Comunicazioni inviate via mail a persone spesso adescate sui social (giovanissimi o meno giovani) per chiedere denaro da destinare alle famiglie in difficoltà. Il caso di un sedicente Lorenzo della provincia pentra con il conto corrente aperto a Macerata e una scheda telefonica senza intestatario ma attivata a Ferrara

Prima la richiesta sui social, poi il contatto via mail. “Sono di Isernia e c’è una famiglia in grave difficoltà a causa del covid. Potreste aiutarmi a raccogliere denaro per sostenere questi genitori, i loro bambini e il cucciolone?”.

Un messaggio che chi scrive non ha volutamente sottovalutato. Immaginando in un remoto angolo di cuore di poter davvero in qualche modo contribuire ad aiutare qualcuno in difficoltà ma sapendo con profonda consapevolezza che dietro quell’anomala richiesta ci fosse un qualche tentativo di raggiro.

Inizia dunque una fitta corrispondenza, fino all’invio dell’Iban relativo al conto corrente sul quale accreditare qualunque somma di denaro. Poi un numero di cellulare e infine la rassicurazione (fittizia come chi l’ha scritta): “Non prendo in giro nessuno. Fidatevi. E’ una situazione molto grave. Dio vi benedica”.

Il tempo utile di attivare qualche canale di controllo e scoprire che l’Abi del conto corrente rispondeva ad un ufficio postale di Macerata. Che il cellulare non aveva alcun intestatario se non una zona di attivazione indicata nella provincia di Ferrara e che il nome e il cognome dell’uomo che chiedeva denaro non era censito da nessuna parte. Nè ad Isernia né altrove.
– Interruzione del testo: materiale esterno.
//! [`Config`]-related definitions.

use std::time;

use config::{builder::DefaultState, ConfigBuilder, ConfigError};
use rust_decimal::Decimal;
use serde::Deserialize;
use smart_default::SmartDefault;

/// Application configuration.
#[derive(Clone, Debug, Default, Deserialize)]
pub struct Config {
    /// Server configuration.
    pub server: Server,

    /// Service configuration.
    pub service: Service,

    /// Storage configuration.
    pub storage: Storage,

    /// Log configuration.
    pub log: Log,
}

impl Config {
    /// Creates a new [`Config`] by:
    /// - loading it from the provided `path` (if any);
    /// - merging it with the environment variables (if any);
    /// - using default values for missing fields.
    ///
    /// # Errors
    ///
    /// Returns an error if the configuration is invalid.
    pub fn new(path: impl AsRef<str>) -> Result<Self, ConfigError> {
        ConfigBuilder::<DefaultState>::default()
            .add_source(config::File::with_name(path.as_ref()).required(false))
            .add_source(config::Environment::with_prefix("CONF").separator("."))
            .build()?
            .try_deserialize()
    }
}

/// Server configuration.
#[derive(Clone, Debug, Deserialize, SmartDefault)]
#[serde(default)]
pub struct Server {
    /// Host to bind the server to.
    #[default("0.0.0.0".to_owned())]
    pub host: String,

    /// Port to bind the server to.
    #[default(8080)]
    pub port: u16,

    /// [CORS] configuration.
    ///
    /// [CORS]: https://developer.mozilla.org/en-US/docs/Web/HTTP/CORS
    pub cors: Cors,
}

/// [CORS] configuration.
///
/// [CORS]: https://developer.mozilla.org/en-US/docs/Web/HTTP/CORS
#[derive(Clone, Debug, Deserialize, SmartDefault)]
#[serde(default)]
pub struct Cors {
    /// List of allowed origins.
    #[default(vec!["*".to_owned()])]
    pub origins: Vec<String>,
}

/// Service configuration.
#[derive(Clone, Copy, Debug, Default, Deserialize)]
#[serde(default)]
pub struct Service {
    /// Payment gateway configuration.
    pub payment: Payment,

    /// Price suggestion configuration.
    pub pricing: Pricing,
}

impl From<Service> for service::Config {
    fn from(value: Service) -> Self {
        let Service { payment, pricing } = value;
        Self {
            payment: service::infra::payment::Config {
                latency: payment.latency,
                timeout: payment.timeout,
            },
            pricing: service::query::report::pricing::Policy {
                summer: pricing.summer,
                winter: pricing.winter,
                holidays: pricing.holidays,
            },
        }
    }
}

/// Payment gateway configuration.
#[derive(Clone, Copy, Debug, Deserialize, SmartDefault)]
#[serde(default)]
pub struct Payment {
    /// Simulated latency of a payment capture.
    #[default(time::Duration::from_millis(1500))]
    #[serde(with = "humantime_serde")]
    pub latency: time::Duration,

    /// Timeout after which a pending payment is abandoned.
    #[default(time::Duration::from_secs(30))]
    #[serde(with = "humantime_serde")]
    pub timeout: time::Duration,
}

/// Price suggestion configuration.
#[derive(Clone, Copy, Debug, Deserialize, SmartDefault)]
#[serde(default)]
pub struct Pricing {
    /// Multiplier applied over the high season (June to September).
    #[default(Decimal::from_parts(13, 0, 0, false, 1))]
    pub summer: Decimal,

    /// Multiplier applied over the low season.
    #[default(Decimal::from_parts(9, 0, 0, false, 1))]
    pub winter: Decimal,

    /// Multiplier applied over holiday months (December and July).
    #[default(Decimal::from_parts(15, 0, 0, false, 1))]
    pub holidays: Decimal,
}

/// Storage configuration.
#[derive(Clone, Debug, Deserialize, SmartDefault)]
#[serde(default)]
pub struct Storage {
    /// Path to the file persisting the stored data.
    #[default("data.json".to_owned())]
    pub path: String,
}

/// Log configuration.
#[derive(Clone, Copy, Debug, Default, Deserialize)]
#[serde(default)]
pub struct Log {
    /// Log level.
    pub level: LogLevel,
}

/// Log level.
#[derive(Clone, Copy, Debug, Default, Deserialize)]
#[serde(rename_all = "SCREAMING_SNAKE_CASE")]
pub enum LogLevel {
    /// Designates very low priority, often extremely verbose, information.
    Trace,

    /// Designates lower priority information.
    Debug,

    /// Designates useful information.
    #[default]
    Info,

    /// Designates hazardous situations.
    Warn,

    /// Designates very serious errors.
    Error,
}

impl From<LogLevel> for tracing::Level {
    fn from(value: LogLevel) -> Self {
        match value {
            LogLevel::Trace => Self::TRACE,
            LogLevel::Debug => Self::DEBUG,
            LogLevel::Info => Self::INFO,
            LogLevel::Warn => Self::WARN,
            LogLevel::Error => Self::ERROR,
        }
    }
}
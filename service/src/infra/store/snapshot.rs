//! In-memory state of a [`Store`].
//!
//! [`Store`]: super::Store

use serde::{Deserialize, Serialize};
use tracerr::Traced;

use crate::{
    domain::{reservation, space, Reservation, Review, Space},
    read,
};

use super::Error;

/// Complete collection state of a [`Store`], as persisted on disk.
///
/// [`Store`]: super::Store
#[derive(Clone, Debug, Default, Deserialize, Serialize)]
pub struct Snapshot {
    /// All the known [`Space`]s, soft-deleted ones included.
    #[serde(default)]
    pub spaces: Vec<Space>,

    /// All the known [`Reservation`]s, in any [`reservation::Status`].
    #[serde(default)]
    pub reservations: Vec<Reservation>,

    /// All the known [`Review`]s.
    #[serde(default)]
    pub reviews: Vec<Review>,
}

impl Snapshot {
    /// Returns the listed [`Space`]s passing the provided [`Filter`].
    ///
    /// [`Filter`]: read::space::list::Filter
    pub(super) fn spaces(
        &self,
        filter: &read::space::list::Filter,
    ) -> Vec<Space> {
        self.spaces
            .iter()
            .filter(|s| s.is_listed() && filter.matches(s))
            .cloned()
            .collect()
    }

    /// Returns the listed [`Space`] with the provided ID, if any.
    pub(super) fn space(&self, id: space::Id) -> Option<Space> {
        self.spaces
            .iter()
            .find(|s| s.id == id && s.is_listed())
            .cloned()
    }

    /// Returns all the [`Reservation`]s of the [`Space`] with the provided
    /// ID, in any [`reservation::Status`].
    pub(super) fn reservations_of(
        &self,
        space_id: space::Id,
    ) -> Vec<Reservation> {
        self.reservations
            .iter()
            .filter(|r| r.space_id == space_id)
            .cloned()
            .collect()
    }

    /// Returns the [`Reservation`]s passing the provided [`Filter`].
    ///
    /// [`Filter`]: read::reservation::list::Filter
    pub(super) fn reservations(
        &self,
        filter: read::reservation::list::Filter,
    ) -> Vec<Reservation> {
        self.reservations
            .iter()
            .filter(|r| filter.matches(r))
            .cloned()
            .collect()
    }

    /// Returns the [`Reservation`] with the provided ID, if any.
    pub(super) fn reservation(
        &self,
        id: reservation::Id,
    ) -> Option<Reservation> {
        self.reservations.iter().find(|r| r.id == id).cloned()
    }

    /// Returns all the [`Review`]s of the [`Space`] with the provided ID.
    pub(super) fn reviews_of(&self, space_id: space::Id) -> Vec<Review> {
        self.reviews
            .iter()
            .filter(|r| r.space_id == space_id)
            .cloned()
            .collect()
    }

    /// Applies the provided [`Change`] to this [`Snapshot`].
    ///
    /// # Errors
    ///
    /// If the [`Change`] updates a row this [`Snapshot`] doesn't contain.
    pub(super) fn apply(&mut self, change: Change) -> Result<(), Traced<Error>> {
        match change {
            Change::InsertSpace(space) => self.spaces.push(space),
            Change::UpdateSpace(space) => {
                let row = self
                    .spaces
                    .iter_mut()
                    .find(|s| s.id == space.id)
                    .ok_or(Error::MissingRow("Space"))
                    .map_err(tracerr::wrap!())?;
                *row = space;
            }
            Change::InsertReservation(reservation) => {
                self.reservations.push(reservation);
            }
            Change::UpdateReservation(reservation) => {
                let row = self
                    .reservations
                    .iter_mut()
                    .find(|r| r.id == reservation.id)
                    .ok_or(Error::MissingRow("Reservation"))
                    .map_err(tracerr::wrap!())?;
                *row = reservation;
            }
            Change::InsertReview(review) => self.reviews.push(review),
        }
        Ok(())
    }
}

/// Single staged mutation of a [`Snapshot`].
#[derive(Clone, Debug)]
pub(super) enum Change {
    /// Insertion of a new [`Space`].
    InsertSpace(Space),

    /// Update of an existing [`Space`].
    UpdateSpace(Space),

    /// Insertion of a new [`Reservation`].
    InsertReservation(Reservation),

    /// Update of an existing [`Reservation`].
    UpdateReservation(Reservation),

    /// Insertion of a new [`Review`].
    InsertReview(Review),
}
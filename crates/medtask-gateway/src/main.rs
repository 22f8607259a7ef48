//! MedTask gateway - HTTP entry point for the medical-instruction parser

use anyhow::Context;
use medtask_gateway::{routes, ServerConfig};
use medtask_llm::OllamaProvider;
use medtask_parser::{MedicalTaskParser, ParserConfig};
use std::sync::Arc;
use tracing_subscriber::EnvFilter;

#[tokio::main]
async fn main() -> anyhow::Result<()> {
    tracing_subscriber::fmt()
        .with_env_filter(
            EnvFilter::try_from_default_env().unwrap_or_else(|_| EnvFilter::new("info")),
        )
        .init();

    let config = ServerConfig::from_env();

    let provider = OllamaProvider::new(&config.ollama_url, &config.model);
    let parser_config = ParserConfig {
        model_name: config.model.clone(),
        ..ParserConfig::default()
    };
    let parser = MedicalTaskParser::new(provider, parser_config);

    let app = routes::router(Arc::new(parser));

    let listener = tokio::net::TcpListener::bind(config.full_address())
        .await
        .with_context(|| format!("failed to bind {}", config.full_address()))?;

    tracing::info!(
        "medtask gateway listening on http://{} (model backend {})",
        config.full_address(),
        config.ollama_url
    );

    axum::serve(listener, app).await.context("server error")?;

    Ok(())
}
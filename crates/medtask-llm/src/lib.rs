//! MedTask LLM Provider Layer
//!
//! Pluggable access to the external text-generation model.
//!
//! # Architecture
//!
//! This crate defines the [`LlmProvider`] trait consumed by the extraction
//! service. A provider is handed an ordered list of role-tagged messages plus
//! an output-token budget and returns the text of the first generated
//! candidate. Everything about model loading, tokenization and inference
//! scheduling lives behind this boundary.
//!
//! # Providers
//!
//! - `MockProvider`: Deterministic mock for testing
//! - `OllamaProvider`: Local Ollama chat API integration
//!
//! # Examples
//!
//! ```
//! use medtask_llm::{ChatMessage, LlmProvider, MockProvider};
//!
//! # async fn example() {
//! let provider = MockProvider::new("[]");
//! let messages = [ChatMessage::user("Add patient Ahmed with diabetes")];
//! let reply = provider.complete(&messages, 500).await.unwrap();
//! assert_eq!(reply, "[]");
//! # }
//! ```

#![warn(missing_docs)]

pub mod ollama;

use async_trait::async_trait;
use serde::{Deserialize, Serialize};
use std::collections::HashMap;
use std::sync::{Arc, Mutex};
use thiserror::Error;

pub use ollama::OllamaProvider;

/// Role tag on a conversation message
#[derive(Debug, Clone, Copy, PartialEq, Eq, Serialize, Deserialize)]
#[serde(rename_all = "lowercase")]
pub enum Role {
    /// Fixed instruction turn
    System,
    /// Caller-supplied turn
    User,
    /// Model-generated turn
    Assistant,
}

/// A single role-tagged message in a conversation
#[derive(Debug, Clone, Serialize, Deserialize)]
pub struct ChatMessage {
    /// Who is speaking
    pub role: Role,
    /// Message text, sent verbatim
    pub content: String,
}

impl ChatMessage {
    /// Create a system message
    pub fn system(content: impl Into<String>) -> Self {
        Self {
            role: Role::System,
            content: content.into(),
        }
    }

    /// Create a user message
    pub fn user(content: impl Into<String>) -> Self {
        Self {
            role: Role::User,
            content: content.into(),
        }
    }

    /// Create an assistant message
    pub fn assistant(content: impl Into<String>) -> Self {
        Self {
            role: Role::Assistant,
            content: content.into(),
        }
    }
}

/// Errors that can occur during LLM operations
#[derive(Error, Debug)]
pub enum LlmError {
    /// Network or API communication error
    #[error("Communication error: {0}")]
    Communication(String),

    /// Invalid response from LLM
    #[error("Invalid response: {0}")]
    InvalidResponse(String),

    /// Model not available
    #[error("Model not available: {0}")]
    ModelNotAvailable(String),

    /// Generic error
    #[error("LLM error: {0}")]
    Other(String),
}

/// Trait for LLM chat-completion providers
///
/// `complete` receives the full conversation and a maximum-output-token
/// budget and resolves to the first candidate's text content.
#[async_trait]
pub trait LlmProvider: Send + Sync {
    /// Generate a completion for the given conversation
    async fn complete(&self, messages: &[ChatMessage], max_tokens: u32)
        -> Result<String, LlmError>;
}

/// Mock LLM provider for deterministic testing
///
/// Returns pre-configured responses without making any network calls.
/// Responses are keyed on the content of the last user message.
///
/// # Examples
///
/// ```
/// use medtask_llm::{ChatMessage, LlmProvider, MockProvider};
///
/// # async fn example() {
/// // Simple fixed response
/// let provider = MockProvider::new("Fixed response");
/// let messages = [ChatMessage::user("any query")];
/// assert_eq!(provider.complete(&messages, 500).await.unwrap(), "Fixed response");
///
/// // Per-query responses
/// let mut provider = MockProvider::default();
/// provider.add_response("query1", "response1");
/// let messages = [ChatMessage::user("query1")];
/// assert_eq!(provider.complete(&messages, 500).await.unwrap(), "response1");
/// # }
/// ```
#[derive(Debug, Clone)]
pub struct MockProvider {
    default_response: String,
    responses: Arc<Mutex<HashMap<String, String>>>,
    call_count: Arc<Mutex<usize>>,
}

const ERROR_SENTINEL: &str = "\u{0}ERROR";

impl MockProvider {
    /// Create a new MockProvider with a fixed response for all queries
    pub fn new(response: impl Into<String>) -> Self {
        Self {
            default_response: response.into(),
            responses: Arc::new(Mutex::new(HashMap::new())),
            call_count: Arc::new(Mutex::new(0)),
        }
    }

    /// Add a specific response for a given user message
    pub fn add_response(&mut self, query: impl Into<String>, response: impl Into<String>) {
        self.responses
            .lock()
            .unwrap()
            .insert(query.into(), response.into());
    }

    /// Configure the provider to fail for a specific user message
    pub fn add_error(&mut self, query: impl Into<String>) {
        self.responses
            .lock()
            .unwrap()
            .insert(query.into(), ERROR_SENTINEL.to_string());
    }

    /// Get the number of times `complete` was called
    pub fn call_count(&self) -> usize {
        *self.call_count.lock().unwrap()
    }

    /// Reset the call count
    pub fn reset_call_count(&self) {
        *self.call_count.lock().unwrap() = 0;
    }
}

impl Default for MockProvider {
    fn default() -> Self {
        Self::new("Default mock response")
    }
}

#[async_trait]
impl LlmProvider for MockProvider {
    async fn complete(
        &self,
        messages: &[ChatMessage],
        _max_tokens: u32,
    ) -> Result<String, LlmError> {
        *self.call_count.lock().unwrap() += 1;

        let query = messages
            .iter()
            .rev()
            .find(|m| m.role == Role::User)
            .map(|m| m.content.as_str())
            .unwrap_or_default();

        let responses = self.responses.lock().unwrap();
        if let Some(response) = responses.get(query) {
            if response == ERROR_SENTINEL {
                return Err(LlmError::Other("Mock error".to_string()));
            }
            return Ok(response.clone());
        }

        Ok(self.default_response.clone())
    }
}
Un tentativo di truffa mal riuscito, questa volta. Che tuttavia, leggendo in seguito denunce su internet e allarmi già lanciati da parte delle autorità competenti, sta facendo diverse vittime inconsapevoli. Spesso persone ingenue che cadono nella trappola della storia drammatica raccontata “a nome del covid”.

Dunque le autorità ricordano che in caso di richieste di denaro, prima di effettuare eventuali versamenti, bisogna controllare sempre chi è il destinatario della donazione e accertarsi della veridicità e della serietà delle richieste di donazione. Anche se significa recarsi negli uffici di polizia e chiedere quindi un controllo sui riferimenti indicati nelle richieste.

E se malauguratamente si è donato del denaro, incappando quindi in un truffa, si puoi segnalare il fatto alla Polizia Postale.

Se invece si ricevono mail che invitano ad aprire allegati con informazioni importanti relative al Coronavirus, è importante controllare con attenzione: mittente, testo della mail e l’estensione dell’allegato. Purtroppo, a causa dell’emergenza da Covid, stanno proliferando malware e virus inviati via mail allo scopo di compromettere l’utilizzo dei pc o di carpire i dati in esso contenuti a scopo fraudolento.